In 1989, Stallman backed up the ideas of the GNU Manifesto with the Gnu Public License (GPL), which was applied to the software produced by the GNU project. This licence introduced the idea of “copyleft”: a requirement that any “derivative works” also be licensed using the GPL, meaning that software developers could not restrict access to their code. Even though that requirement was relaxed in 1991 with the “library” (now “lesser”) license, meaning that you could use the GNU C compiler to compile your programs without them becoming open source by that act, the GPL scared most corporations away from any use of the GNU tools (as late as 1999, I was met with a look of shock when I suggested that the GNU C compiler could make our multi-platform application easier to manage).

In my opinion, it was the Apache web server, introduced in 1995, that made open-source palatable (or at least acceptable) to the corporate world. In large part, this was due to the Apache license, which essentially said “do what you want, but don't blame us if anything goes wrong.” But also, I think it was because the corporate world was completely unprepared for the web. To give a sense of how quickly things moved: in 1989 I helped set up the DNS infrastructure for a major division of one of the world's largest corporations; I had only a few years of experience with TCP/IP networking, but it was more than the IT team. NCSA Mosaic appeared four years later, and within a year or two after that companies were scrambling to create a web presence. Much like the introduction of PCs ten years earlier, this happened outside of corporate IT; while there were commercial web-servers (including Microsoft and Netscape), “free as in beer” was a strong incentive.

Linux, of course, was a thing in the late 1990s, but in my experience wasn't used outside of a hobbyist community; corporations that wanted UNIX used a commercial distribution. In my view, Linux became popular due to two things: first, Eric Raymond published The Cathedral and the Bazaar in 1997, which made the case that open source was actually better than commercial systems: it has to be good to survive. But also, after the dot-com crash, “free as in beer” became a selling point, especially to the startups that would create “Web 2.0”

Jumping forward 20 years, open-source software is firmly embedded in the corporate world. While I'm an oddity for running Linux on the desktop, all of the companies I've worked with in the last ten or more years used it for their production deployments.
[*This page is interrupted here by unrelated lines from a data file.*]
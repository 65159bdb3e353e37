//! Best-effort notification fan-out.
//!
//! Nothing in here returns an error. A failed insert is logged and dropped
//! so the operation that triggered it still succeeds.

use std::sync::Arc;

use openmic_core::event::Event;
use openmic_core::notification::{self, CascadeReason, NotificationDraft};
use openmic_core::store::EntityStore;
use openmic_core::types::DbId;

#[derive(Clone)]
pub struct NotificationDispatcher {
    store: Arc<dyn EntityStore>,
}

impl NotificationDispatcher {
    pub fn new(store: Arc<dyn EntityStore>) -> Self {
        Self { store }
    }

    /// Insert one notification per recipient. Returns how many were stored.
    pub async fn dispatch(&self, draft: &NotificationDraft, recipients: &[DbId]) -> u64 {
        if recipients.is_empty() {
            return 0;
        }

        let batch: Vec<_> = recipients
            .iter()
            .map(|id| draft.for_recipient(*id))
            .collect();

        match self.store.insert_notifications(&batch).await {
            Ok(n) => {
                tracing::debug!(kind = %draft.kind, recipients = n, "Notifications dispatched");
                n
            }
            Err(e) => {
                tracing::warn!(
                    error = %e,
                    kind = %draft.kind,
                    recipients = recipients.len(),
                    "Failed to store notifications"
                );
                0
            }
        }
    }

    /// Send to a single user if their preferences allow it.
    pub async fn notify_user(&self, user_id: DbId, draft: &NotificationDraft) -> u64 {
        match self.store.find_user(user_id).await {
            Ok(Some(user)) if user.accepts_notifications() => {
                self.dispatch(draft, &[user_id]).await
            }
            Ok(_) => 0,
            Err(e) => {
                tracing::warn!(error = %e, %user_id, "Failed to load notification recipient");
                0
            }
        }
    }

    /// Comedians that opted into slot alerts. Empty on store failure.
    pub async fn slot_alert_recipients(&self) -> Vec<DbId> {
        match self.store.find_slot_alert_recipients().await {
            Ok(users) => users.into_iter().map(|u| u.id).collect(),
            Err(e) => {
                tracing::warn!(error = %e, "Failed to load slot alert recipients");
                Vec::new()
            }
        }
    }

    /// One `slot_available` notification per comedian. Empty set is a no-op.
    pub async fn notify_available_slots(
        &self,
        draft: &NotificationDraft,
        comedians: &[DbId],
    ) -> u64 {
        self.dispatch(draft, comedians).await
    }

    /// Tell every attendee and every booked comedian that the event is gone.
    pub async fn notify_cascade(&self, event: &Event, reason: CascadeReason) -> u64 {
        let attendees = self
            .dispatch(
                &notification::attendee_cascade(event, reason),
                &event.attendee_ids(),
            )
            .await;
        let performers = self
            .dispatch(
                &notification::performer_cascade(event, reason),
                &event.claimant_ids(),
            )
            .await;
        attendees + performers
    }

    /// Tell attendees and booked comedians that the venue or schedule moved.
    pub async fn notify_schedule_change(&self, event: &Event) -> u64 {
        let mut recipients = event.attendee_ids();
        for id in event.claimant_ids() {
            if !recipients.contains(&id) {
                recipients.push(id);
            }
        }
        self.dispatch(&notification::event_updated(event), &recipients)
            .await
    }
}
And not just Linux; the most popular database systems are open source, as are the tools to provision and manage servers, and even productivity tools such as LibreOffice. And for most of the users of these tools, “free as in beer” is an important consideration.

But stability is (or should be) another important consideration, and I think that many open-source consumers have been lulled into a false sense of stability. The large projects, such as GNU and Apache, have their own repositories and aren't going anywhere. And the early “public” repositories, such as SourceForge and Maven Central, adopted a policy that “once you publish something here, it will never go away.” But newer repositories don't have such a policy, and as we saw with left-pad in 2016 and chef-sugar in 2019, authors are willing and able to pull their work down.

At the same time, companies such as Mongo and Elastic.NV found that releasing their core products as open-source might not have been such a great idea. Software-as-a-service companies such as AWS are able to take those products and host them as a paid service, often making more money from the hosting than the original companies do from the services they offer around the product. And in response, the product companies have changed the license on their software, attempting to cut off that usage (or at least capture a share of it).

Looking at both behaviors, I can't help but think that one of the core tenets of the GNU manifesto has been forgotten: that the developers of open-source software do not have the right to control its use. Indeed, the Manifesto is quite clear on this point: “[programmers] deserve to be punished if they restrict the use of these programs.”

You may or may not agree with that idea. I personally believe that creators have the right to decide how their work is used. But I also believe that releasing your work under an open-source license is a commitment, one that can't be retracted.

Regardless of any philosophical view on the matter, I think there are two practical outcomes.

The first is that companies — or development teams — that depend on open-source software need to ensure their continued access to that software. Nearly eight years ago I wrote about using a local repository server when working with Maven and Java. At the time I was focused on coordination between different development teams at the same company. If I were to rewrite the post today, it would focus on using the local server to ensure that you always have access to your dependencies.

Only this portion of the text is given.